GitHub - snu-lcbc/atom-in-SMILES: Atom-in-SMILES tokenizer for SMILES strings.

Atom-in-SMILES tokenization.

Ucak UV, Ashyrmamatov I, Lee J (2023) Improving the quality of chemical language model outcomes with atom-in-SMILES tokenization. J Cheminformatics 15:55. https://doi.org/10.1186/s13321-023-00725-9

Tokenization is an important preprocessing step in natural language processing that may have a significant influence on prediction quality. This research showed that the traditional SMILES tokenization has a certain limitation that results in tokens failing to reflect the true nature of molecules. To address this issue, we developed the atom-in-SMILES tokenization scheme that eliminates ambiguities in the generic nature of SMILES tokens.
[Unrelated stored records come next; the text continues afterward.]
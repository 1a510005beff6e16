use serde::{Deserialize, Deserializer, Serialize};
use validator::Validate;

use crate::models::query::{BrowseQuery, PriceRange, SortKey};

const MAX_PRICE_RANGES: usize = 16;

/// A selection as sent by the UI: a single string or a list of them
#[derive(Debug, Clone, PartialEq, Serialize, Deserialize)]
#[serde(untagged)]
pub enum OneOrMany {
    One(String),
    Many(Vec<String>),
}

impl OneOrMany {
    pub fn into_vec(self) -> Vec<String> {
        match self {
            OneOrMany::One(s) => vec![s],
            OneOrMany::Many(v) => v,
        }
    }
}

fn one_or_many<'de, D>(deserializer: D) -> Result<Option<Vec<String>>, D::Error>
where
    D: Deserializer<'de>,
{
    Ok(Option::<OneOrMany>::deserialize(deserializer)?.map(OneOrMany::into_vec))
}

/// Loosely-typed browse request as produced by the UI layer
#[derive(Debug, Clone, Default, Serialize, Deserialize, Validate)]
#[serde(rename_all = "camelCase", default)]
pub struct BrowseRequest {
    #[validate(length(max = 200))]
    pub query: Option<String>,
    #[serde(deserialize_with = "one_or_many")]
    pub sel_cuisine: Option<Vec<String>>,
    #[serde(deserialize_with = "one_or_many")]
    pub sel_district: Option<Vec<String>>,
    pub price_value: Option<OneOrMany>,
    pub favs_only: Option<bool>,
    #[serde(deserialize_with = "one_or_many")]
    pub favs: Option<Vec<String>>,
    pub sort: Option<String>,
    pub fuzzy: Option<bool>,
}

impl BrowseRequest {
    /// Normalize into the strict engine configuration
    ///
    /// Malformed price ranges are dropped, absent sets become empty sets and an
    /// unknown sort key keeps input order. At most 16 valid ranges are kept.
    pub fn into_query(self) -> BrowseQuery {
        let mut price_ranges: Vec<PriceRange> = self
            .price_value
            .map(OneOrMany::into_vec)
            .unwrap_or_default()
            .into_iter()
            .filter(|raw| !raw.trim().is_empty())
            .filter_map(|raw| match raw.parse::<PriceRange>() {
                Ok(range) => Some(range),
                Err(e) => {
                    tracing::warn!("Dropping price range {:?}: {}", raw, e);
                    None
                }
            })
            .collect();

        if price_ranges.len() > MAX_PRICE_RANGES {
            tracing::warn!(
                "Keeping the first {} of {} price ranges",
                MAX_PRICE_RANGES,
                price_ranges.len()
            );
            price_ranges.truncate(MAX_PRICE_RANGES);
        }

        let sort = self
            .sort
            .as_deref()
            .map(SortKey::parse)
            .unwrap_or_default();

        BrowseQuery::new()
            .with_query(self.query.unwrap_or_default())
            .with_cuisines(self.sel_cuisine.unwrap_or_default())
            .with_districts(self.sel_district.unwrap_or_default())
            .with_price_ranges(price_ranges)
            .with_favorites(self.favs.unwrap_or_default(), self.favs_only.unwrap_or(false))
            .with_sort(sort)
            .with_fuzzy(self.fuzzy.unwrap_or(true))
    }
}

#[cfg(test)]
mod tests {
    use super::*;

    #[test]
    fn test_single_price_string() {
        let req: BrowseRequest = serde_json::from_str(r#"{"priceValue":"1-2"}"#).unwrap();
        let query = req.into_query();
        assert_eq!(query.price_ranges, vec![PriceRange::new(1.0, 2.0)]);
    }

    #[test]
    fn test_price_list_drops_malformed() {
        let req: BrowseRequest =
            serde_json::from_str(r#"{"priceValue":["1-2","oops","","3-4"]}"#).unwrap();
        let query = req.into_query();
        assert_eq!(
            query.price_ranges,
            vec![PriceRange::new(1.0, 2.0), PriceRange::new(3.0, 4.0)]
        );
    }

    #[test]
    fn test_null_sets_become_empty() {
        let req: BrowseRequest =
            serde_json::from_str(r#"{"selCuisine":null,"selDistrict":null,"favs":null}"#).unwrap();
        let query = req.into_query();
        assert!(query.cuisines.is_empty());
        assert!(query.districts.is_empty());
        assert!(query.favorites.is_empty());
        assert!(query.fuzzy);
        assert_eq!(query.sort, SortKey::Rating);
    }

    #[test]
    fn test_unknown_sort_keeps_order() {
        let req: BrowseRequest = serde_json::from_str(r#"{"sort":"newest"}"#).unwrap();
        assert_eq!(req.into_query().sort, SortKey::Original);
    }

    #[test]
    fn test_query_length_validated() {
        let req = BrowseRequest {
            query: Some("x".repeat(201)),
            ..Default::default()
        };
        assert!(req.validate().is_err());
        assert!(BrowseRequest::default().validate().is_ok());
    }

    #[test]
    fn test_price_ranges_capped() {
        let req = BrowseRequest {
            price_value: Some(OneOrMany::Many(vec!["1-2".to_string(); 20])),
            ..Default::default()
        };
        assert_eq!(req.into_query().price_ranges.len(), MAX_PRICE_RANGES);
    }

    #[test]
    fn test_dropped_ranges_do_not_count_toward_cap() {
        let mut raw = vec![String::new(), "oops".to_string()];
        raw.extend(vec!["x-y".to_string(); 16]);
        raw.push("10-20".to_string());
        raw.push("30-40".to_string());
        let req = BrowseRequest {
            price_value: Some(OneOrMany::Many(raw)),
            ..Default::default()
        };
        assert_eq!(
            req.into_query().price_ranges,
            vec![PriceRange::new(10.0, 20.0), PriceRange::new(30.0, 40.0)]
        );
    }

    #[test]
    fn test_single_string_selections() {
        let req: BrowseRequest = serde_json::from_str(
            r#"{"selCuisine":"Italiana","selDistrict":"Centro","favs":"la-tasca"}"#,
        )
        .unwrap();
        let query = req.into_query();
        assert!(query.cuisines.contains("Italiana"));
        assert!(query.districts.contains("Centro"));
        assert!(query.favorites.contains("la-tasca"));
    }

    #[test]
    fn test_null_favs_only_is_false() {
        let req: BrowseRequest = serde_json::from_str(r#"{"favsOnly":null}"#).unwrap();
        assert!(!req.into_query().favorites_only);

        let req: BrowseRequest = serde_json::from_str(r#"{"favsOnly":true}"#).unwrap();
        assert!(req.into_query().favorites_only);
    }
}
Our results in multiple chemical translation and molecular property prediction tasks demonstrate that proper tokenization has a significant impact on prediction quality. In terms of prediction accuracy and token degeneration, atom-in-SMILES is more effective method in generating higher-quality SMILES sequences from AI-based chemical models compared to other tokenization and representation schemes. We investigated the degrees of token degeneration of various schemes and analyzed their adverse effects on prediction quality. Additionally, token-level repetitions were quantified, and generated examples were incorporated for qualitative examination. We believe that the atom-in-SMILES tokenization has a great potential to be adopted by broad related scientific communities, as it provides chemically accurate, tailor-made tokens for molecular property prediction, chemical translation, and molecular generative models.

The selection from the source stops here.